I went into severe depression after a month. I would not say a word even when we had guests; I wouldn’t say hello to them and I wouldn’t respond when they say good bye. I would just stare at a single point. I was so lost in thought that I didn’t even see the people around me. I was mostly thinking about how they could have been executed, how they walked to the gallows, who was with them when they hanged them. Had they written a last will and testament? No one had given me anything. Had Habib written something for me, had Ali written something for his wife?

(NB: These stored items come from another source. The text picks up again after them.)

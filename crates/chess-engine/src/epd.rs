//! EPD (Extended Position Description) parsing and rendering.
//!
//! An EPD record is the first four FEN fields followed by operations of
//! the form `opcode [operand];`. Operands are quoted strings, integers,
//! floats or a single move in SAN. The `hmvc` and `fmvn` operations set
//! the halfmove clock and fullmove number.

use chess_core::{FenError, FenParser, Move};
use thiserror::Error;
use tracing::{debug, trace};

use crate::san::SanError;
use crate::Position;

/// Errors that can occur when parsing EPD strings.
#[derive(Debug, Error, PartialEq)]
pub enum EpdError {
    #[error("EPD needs at least 4 fields: {0}")]
    TooFewFields(String),

    #[error("malformed EPD operation: {0}")]
    MalformedOperation(String),

    #[error("unterminated string operand for opcode {0}")]
    UnterminatedString(String),

    #[error(transparent)]
    Fen(#[from] FenError),

    #[error("invalid move operand for opcode {opcode}: {source}")]
    InvalidMove {
        opcode: String,
        #[source]
        source: SanError,
    },
}

/// Operand of an EPD operation.
#[derive(Debug, Clone, PartialEq)]
pub enum EpdOperand {
    Empty,
    String(String),
    Integer(i64),
    Float(f64),
    Move(Move),
}

/// One `opcode operand;` pair.
#[derive(Debug, Clone, PartialEq)]
pub struct EpdOperation {
    pub opcode: String,
    pub operand: EpdOperand,
}

impl EpdOperation {
    pub fn new(opcode: impl Into<String>, operand: EpdOperand) -> Self {
        EpdOperation {
            opcode: opcode.into(),
            operand,
        }
    }
}

/// An operand as written, before numbers and moves are told apart.
enum RawOperand<'a> {
    Empty,
    Quoted(String),
    Bare(&'a str),
}

/// Splits off the next whitespace-delimited field.
fn next_field(s: &str) -> Option<(&str, &str)> {
    let s = s.trim_start();
    if s.is_empty() {
        return None;
    }
    let end = s.find(char::is_whitespace).unwrap_or(s.len());
    Some((&s[..end], &s[end..]))
}

/// Splits the operation list into opcodes and raw operands.
fn split_operations(mut rest: &str) -> Result<Vec<(&str, RawOperand<'_>)>, EpdError> {
    let mut operations = Vec::new();

    loop {
        rest = rest.trim_start();
        if rest.is_empty() {
            return Ok(operations);
        }

        let opcode_end = rest
            .find(|c: char| c.is_whitespace() || c == ';')
            .unwrap_or(rest.len());
        let opcode = &rest[..opcode_end];
        if opcode.is_empty() || opcode.starts_with('"') {
            return Err(EpdError::MalformedOperation(rest.to_string()));
        }
        rest = rest[opcode_end..].trim_start();

        let operand = if rest.is_empty() || rest.starts_with(';') {
            RawOperand::Empty
        } else if let Some(quoted) = rest.strip_prefix('"') {
            let (text, consumed) = unescape(quoted)
                .ok_or_else(|| EpdError::UnterminatedString(opcode.to_string()))?;
            rest = &quoted[consumed..];
            RawOperand::Quoted(text)
        } else {
            let end = rest
                .find(|c: char| c.is_whitespace() || c == ';')
                .unwrap_or(rest.len());
            let bare = &rest[..end];
            rest = &rest[end..];
            RawOperand::Bare(bare)
        };

        rest = rest.trim_start();
        if let Some(tail) = rest.strip_prefix(';') {
            rest = tail;
        } else if !rest.is_empty() {
            return Err(EpdError::MalformedOperation(format!(
                "{opcode} takes a single operand"
            )));
        }

        operations.push((opcode, operand));
    }
}

/// Parses a numeric float operand.
///
/// Spelled-out values such as `inf` or `NaN` are not numbers here.
fn parse_float(text: &str) -> Option<f64> {
    let numeric = text
        .starts_with(|c: char| c.is_ascii_digit() || matches!(c, '+' | '-' | '.'));
    if !numeric {
        return None;
    }
    text.parse::<f64>().ok().filter(|x| x.is_finite())
}

/// Reads a quoted string body up to the closing quote.
///
/// Returns the text and the number of bytes consumed, closing quote
/// included, or `None` if the quote is never closed.
fn unescape(s: &str) -> Option<(String, usize)> {
    let mut text = String::new();
    let mut chars = s.char_indices();
    while let Some((i, c)) = chars.next() {
        match c {
            '"' => return Some((text, i + 1)),
            '\\' => match chars.next()?.1 {
                's' => text.push(';'),
                other => text.push(other),
            },
            _ => text.push(c),
        }
    }
    None
}

fn escape(s: &str) -> String {
    let mut escaped = String::with_capacity(s.len());
    for c in s.chars() {
        match c {
            '\\' => escaped.push_str("\\\\"),
            '"' => escaped.push_str("\\\""),
            ';' => escaped.push_str("\\s"),
            '\n' => escaped.push(' '),
            '\r' => {}
            _ => escaped.push(c),
        }
    }
    escaped
}

/// Returns the clock text for an `hmvc` or `fmvn` operation.
fn clock_text(operations: &[EpdOperation], opcode: &str, default: &str) -> Result<String, EpdError> {
    match operations.iter().rev().find(|op| op.opcode == opcode) {
        None => Ok(default.to_string()),
        Some(EpdOperation {
            operand: EpdOperand::Integer(n),
            ..
        }) => Ok(n.to_string()),
        Some(_) => Err(EpdError::MalformedOperation(format!(
            "{opcode} needs an integer operand"
        ))),
    }
}

impl Position {
    /// Creates a position from an EPD string, returning its operations.
    pub fn from_epd(epd: &str) -> Result<(Self, Vec<EpdOperation>), EpdError> {
        let mut position = Self::empty();
        let operations = position.set_epd(epd)?;
        Ok((position, operations))
    }

    /// Replaces the position with the one described by `epd` and returns
    /// the parsed operations in order.
    ///
    /// The whole record is validated first; on error the position is left
    /// untouched.
    pub fn set_epd(&mut self, epd: &str) -> Result<Vec<EpdOperation>, EpdError> {
        Self::parse_epd(epd)
            .map(|(parsed, operations)| {
                trace!(epd, "loading EPD");
                self.load(&parsed);
                operations
            })
            .map_err(|err| {
                debug!(epd, %err, "rejected EPD");
                err
            })
    }

    fn parse_epd(epd: &str) -> Result<(FenParser, Vec<EpdOperation>), EpdError> {
        let mut fields = Vec::with_capacity(4);
        let mut rest = epd.trim();
        while fields.len() < 4 {
            let (field, tail) =
                next_field(rest).ok_or_else(|| EpdError::TooFewFields(epd.to_string()))?;
            fields.push(field);
            rest = tail;
        }
        let board = fields.join(" ");

        // Move operands are read against the bare board with default clocks.
        let bare = FenParser::parse(&format!("{board} 0 1"))?;
        let mut scratch: Option<Position> = None;

        let mut operations = Vec::new();
        for (opcode, raw) in split_operations(rest)? {
            let operand = match raw {
                RawOperand::Empty => EpdOperand::Empty,
                RawOperand::Quoted(text) => EpdOperand::String(text),
                RawOperand::Bare(text) => {
                    if let Ok(n) = text.parse::<i64>() {
                        EpdOperand::Integer(n)
                    } else if let Some(x) = parse_float(text) {
                        EpdOperand::Float(x)
                    } else {
                        let position = scratch.get_or_insert_with(|| {
                            let mut position = Position::empty();
                            position.load(&bare);
                            position
                        });
                        let m = position.parse_san(text).map_err(|source| EpdError::InvalidMove {
                            opcode: opcode.to_string(),
                            source,
                        })?;
                        EpdOperand::Move(m)
                    }
                }
            };
            operations.push(EpdOperation::new(opcode, operand));
        }

        let halfmove = clock_text(&operations, "hmvc", "0")?;
        let fullmove = clock_text(&operations, "fmvn", "1")?;
        let parsed = FenParser::parse(&format!("{board} {halfmove} {fullmove}"))?;
        Ok((parsed, operations))
    }

    /// Renders the position as EPD with the given operations appended.
    ///
    /// Clocks are only included when passed as `hmvc`/`fmvn` operations.
    /// Move operands are rendered in SAN against this position.
    pub fn epd(&mut self, operations: &[EpdOperation]) -> String {
        let mut epd = self.epd_fields();
        for op in operations {
            epd.push(' ');
            epd.push_str(&op.opcode);
            match &op.operand {
                EpdOperand::Empty => {}
                EpdOperand::String(text) => {
                    epd.push_str(" \"");
                    epd.push_str(&escape(text));
                    epd.push('"');
                }
                EpdOperand::Integer(n) => epd.push_str(&format!(" {n}")),
                EpdOperand::Float(x) => epd.push_str(&format!(" {x:?}")),
                EpdOperand::Move(m) => {
                    let san = self.san(*m);
                    epd.push(' ');
                    epd.push_str(&san);
                }
            }
            epd.push(';');
        }
        epd
    }
}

One night the phone rang as usual; they woke me up and hung up without a word. I didn’t call back. I just sat there and wished I were dead.

My mother had died and I was living with my father at his home. That night, I woke my father up and told him: “I can’t take this anymore, I can’t go on.”

One night the phone rang as usual; they woke me up and hung up without a word. I didn’t call back. I just sat there and wished I were dead

My father took me in his arms and kissed me and said: “My daughter, these are all games these people play. You must be strong.” “No, Papa! I have lost, I’ve lost everything,” I said, crying. I could not hold back the tears.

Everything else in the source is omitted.